L’intersyndicale SNPAM-CGT, FSU-Snamer, l’UNSA et FEERS-FO) appelle à un mouvement de grève le mardi 23 février. Les syndicats demandent que le malaise des personnels du ministère de l’Ecologie, de l’Energie, du Développement durable et de la Mer soit entendu. " La réforme générale des politiques publiques fragilise tous les services ", assure André Godec, du SNPAM-CGT.
Dans le cadre de la réduction du nombre de fonctionnaires, plusieurs dizaines de postes des Affaires maritimes devraient être supprimés. mais avec des emplois dits "sanctuarisés" (dont le nombre ne peut être réduit), comme les inspecteurs de la sécurité, les enseignants, les personnels des Cross... la marge de manoeuvre est faible et les suppressions toucheraient donc essentiellement les personnels des bureaux. près de 190 postes seraient concernés. " On détricote les Affaires maritimes, dénonce André Godec. En supprimant des postes, on affaiblit notre administration, qui est un vrai service de proximité".

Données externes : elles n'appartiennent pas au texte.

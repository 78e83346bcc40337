//! Route plotting orchestration.
//!
//! `RoutePlotter` ties the pieces together: snap each requested
//! waypoint to its nearest mesh vertex, run A* between consecutive
//! snaps, smooth each vertex path into a segment, and assemble the
//! legs into a route. Whole waypoint lists are cached; a repeat
//! request within the cache key's rounding tolerance skips planning
//! entirely.

use log::{debug, info};

use crate::cache::PathCache;
use crate::config::PlannerConfig;
use crate::core::Waypoint;
use crate::error::{Result, SnapTarget, VarunaError};
use crate::mesh::MeshDatabase;
use crate::planning::AStarPathfinder;
use crate::route::{Route, RouteAnnotation, RouteSegment};

pub struct RoutePlotter {
    db: MeshDatabase,
    cache: PathCache,
    config: PlannerConfig,
}

impl RoutePlotter {
    pub fn new(db: MeshDatabase, config: PlannerConfig) -> Self {
        let cache = PathCache::new(config.cache.initial_ttl);
        Self { db, cache, config }
    }

    /// Plan a route through `waypoints` in order.
    ///
    /// Fails up front on fewer than two waypoints. Any snap failure or
    /// unreachable leg aborts the whole plot; there is no partial
    /// route. A successful plot is cached under the rounded-coordinate
    /// key before it is returned.
    pub fn plot(&mut self, waypoints: &[Waypoint]) -> Result<Route> {
        if waypoints.len() < 2 {
            return Err(VarunaError::TooFewWaypoints(waypoints.len()));
        }
        if !self.db.is_ready() {
            return Err(VarunaError::MeshNotReady(
                "mesh database has no routable data".to_string(),
            ));
        }

        let key = PathCache::key_for(waypoints);
        if self.cache.contains(&key) {
            if let Some(route) = self.cache.get(&key) {
                debug!("route cache hit for {key}");
                return Ok(route.clone());
            }
        }

        let finder =
            AStarPathfinder::new(&self.db).with_max_iterations(self.config.search.max_iterations);
        let mut route = Route::new();

        for pair in waypoints.windows(2) {
            let origin = &pair[0];
            let destination = &pair[1];

            let from = self.db.nearest_vertex(&origin.coordinate).ok_or(
                VarunaError::SnapFailed {
                    target: SnapTarget::Origin,
                    lat: origin.coordinate.x,
                    lon: origin.coordinate.y,
                },
            )?;
            let to = self.db.nearest_vertex(&destination.coordinate).ok_or(
                VarunaError::SnapFailed {
                    target: SnapTarget::Destination,
                    lat: destination.coordinate.x,
                    lon: destination.coordinate.y,
                },
            )?;

            let path = finder.find_path(from.id, to.id)?;
            let segment = RouteSegment::new(
                &self.db,
                origin.clone(),
                path,
                destination.clone(),
                &self.config.route,
            )?;
            route.push(segment);
        }

        info!(
            "plotted route with {} legs, {:.1} km",
            route.len(),
            route.distance()
        );
        self.cache.insert(key, route.clone());
        Ok(route)
    }

    /// Render description for a planned route, using the configured
    /// style and including the clearance corridor.
    pub fn annotate(&self, id: impl Into<String>, route: &Route) -> RouteAnnotation {
        RouteAnnotation::from_route(id, route, self.config.style.clone()).with_corridor(route)
    }

    /// Age the route cache by one tick. Call on the interval given by
    /// `config.cache.sweep_interval_secs`.
    pub fn sweep_cache(&mut self) {
        self.cache.sweep();
    }

    pub fn database(&self) -> &MeshDatabase {
        &self.db
    }

    pub fn cache(&self) -> &PathCache {
        &self.cache
    }

    pub fn config(&self) -> &PlannerConfig {
        &self.config
    }
}

#[cfg(test)]
mod tests {
    use super::*;
    use crate::mesh::MeshDataset;

    /// Right-angle mesh: (0,0) - (1,0) - (1,1).
    fn triangle_plotter() -> RoutePlotter {
        let db = MeshDatabase::from_dataset(MeshDataset {
            index: vec![[0.0, 0.0], [1.0, 0.0], [1.0, 1.0]],
            adjacent: vec![vec![1], vec![0, 2], vec![1]],
            route_index: vec![vec![0], vec![0, 1], vec![1]],
            route_data: vec![0.1, 0.2],
            ..Default::default()
        });
        RoutePlotter::new(db, PlannerConfig::default())
    }

    #[test]
    fn test_plot_snaps_and_follows_mesh() {
        let mut plotter = triangle_plotter();
        let route = plotter
            .plot(&[Waypoint::new(0.05, -0.02), Waypoint::new(1.02, 1.01)])
            .unwrap();

        assert_eq!(route.len(), 1);
        assert_eq!(route.segment(0).unwrap().path(), &[0, 1, 2]);

        // Endpoints are the exact request, not the snapped vertices.
        let waypoints = route.waypoints();
        assert!((waypoints.first().unwrap().coordinate.x - 0.05).abs() < 1e-12);
        assert!((waypoints.last().unwrap().coordinate.y - 1.01).abs() < 1e-12);
    }

    #[test]
    fn test_too_few_waypoints() {
        let mut plotter = triangle_plotter();
        let result = plotter.plot(&[Waypoint::new(0.0, 0.0)]);
        assert!(matches!(result, Err(VarunaError::TooFewWaypoints(1))));
    }

    #[test]
    fn test_cache_hit_double_bumps_ttl() {
        let mut plotter = triangle_plotter();
        let request = [Waypoint::new(0.0, 0.0), Waypoint::new(1.0, 1.0)];
        let key = PathCache::key_for(&request);

        plotter.plot(&request).unwrap();
        assert_eq!(plotter.cache().ttl(&key), Some(3));

        // Hit path runs contains then get: 3 -> 4 -> 17.
        plotter.plot(&request).unwrap();
        assert_eq!(plotter.cache().ttl(&key), Some(17));
    }

    #[test]
    fn test_nearby_request_shares_cache_entry() {
        let mut plotter = triangle_plotter();
        plotter
            .plot(&[Waypoint::new(0.0, 0.0), Waypoint::new(1.0, 1.0)])
            .unwrap();
        // Within the 2-decimal rounding of the first request.
        let route = plotter
            .plot(&[Waypoint::new(0.001, 0.002), Waypoint::new(1.001, 0.999)])
            .unwrap();
        assert_eq!(route.len(), 1);
        assert_eq!(plotter.cache().len(), 1);
    }

    #[test]
    fn test_multi_leg_plot() {
        let mut plotter = triangle_plotter();
        let route = plotter
            .plot(&[
                Waypoint::new(0.0, 0.0),
                Waypoint::new(1.0, 0.0),
                Waypoint::new(1.0, 1.0),
            ])
            .unwrap();
        assert_eq!(route.len(), 2);
        assert!(route.distance() > 0.0);
    }

    #[test]
    fn test_unreachable_leg_aborts_whole_plot() {
        let db = MeshDatabase::from_dataset(MeshDataset {
            index: vec![[0.0, 0.0], [1.0, 0.0], [50.0, 50.0]],
            adjacent: vec![vec![1], vec![0], vec![]],
            ..Default::default()
        });
        let mut plotter = RoutePlotter::new(db, PlannerConfig::default());
        let result = plotter.plot(&[
            Waypoint::new(0.0, 0.0),
            Waypoint::new(1.0, 0.0),
            Waypoint::new(50.0, 50.0),
        ]);
        assert!(matches!(result, Err(VarunaError::NoPath { .. })));
    }

    #[test]
    fn test_empty_database_is_not_ready() {
        let mut plotter = RoutePlotter::new(
            MeshDatabase::from_dataset(MeshDataset::default()),
            PlannerConfig::default(),
        );
        let result = plotter.plot(&[Waypoint::new(0.0, 0.0), Waypoint::new(1.0, 1.0)]);
        assert!(matches!(result, Err(VarunaError::MeshNotReady(_))));
    }

    #[test]
    fn test_sweep_expires_unused_routes() {
        let mut plotter = triangle_plotter();
        let request = [Waypoint::new(0.0, 0.0), Waypoint::new(1.0, 1.0)];
        plotter.plot(&request).unwrap();

        for _ in 0..3 {
            plotter.sweep_cache();
        }
        assert!(plotter.cache().is_empty());
    }
}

Des activités pourraient aussi être sous-traitées aux privés, comme les contrôles de sécurité sur les navires de moins de 12 mètres, avec une validation des certificats a postériori par les Affaires maritimes. "Cela pose des problèmes de déontologie. L’Etat abandonne ses prérogatives régaliennes", s’insurge André Godec.
Le jour de la grève, des contrôles dans les ports pourraient être annulés, en contradiction avec le Mémorandum de Paris. mais la date a surtout été choisie car la grève risque d’avoir un impact sur les élections dans les sections régionales conchylicoles, qui doivent choisir leurs présidents le 23.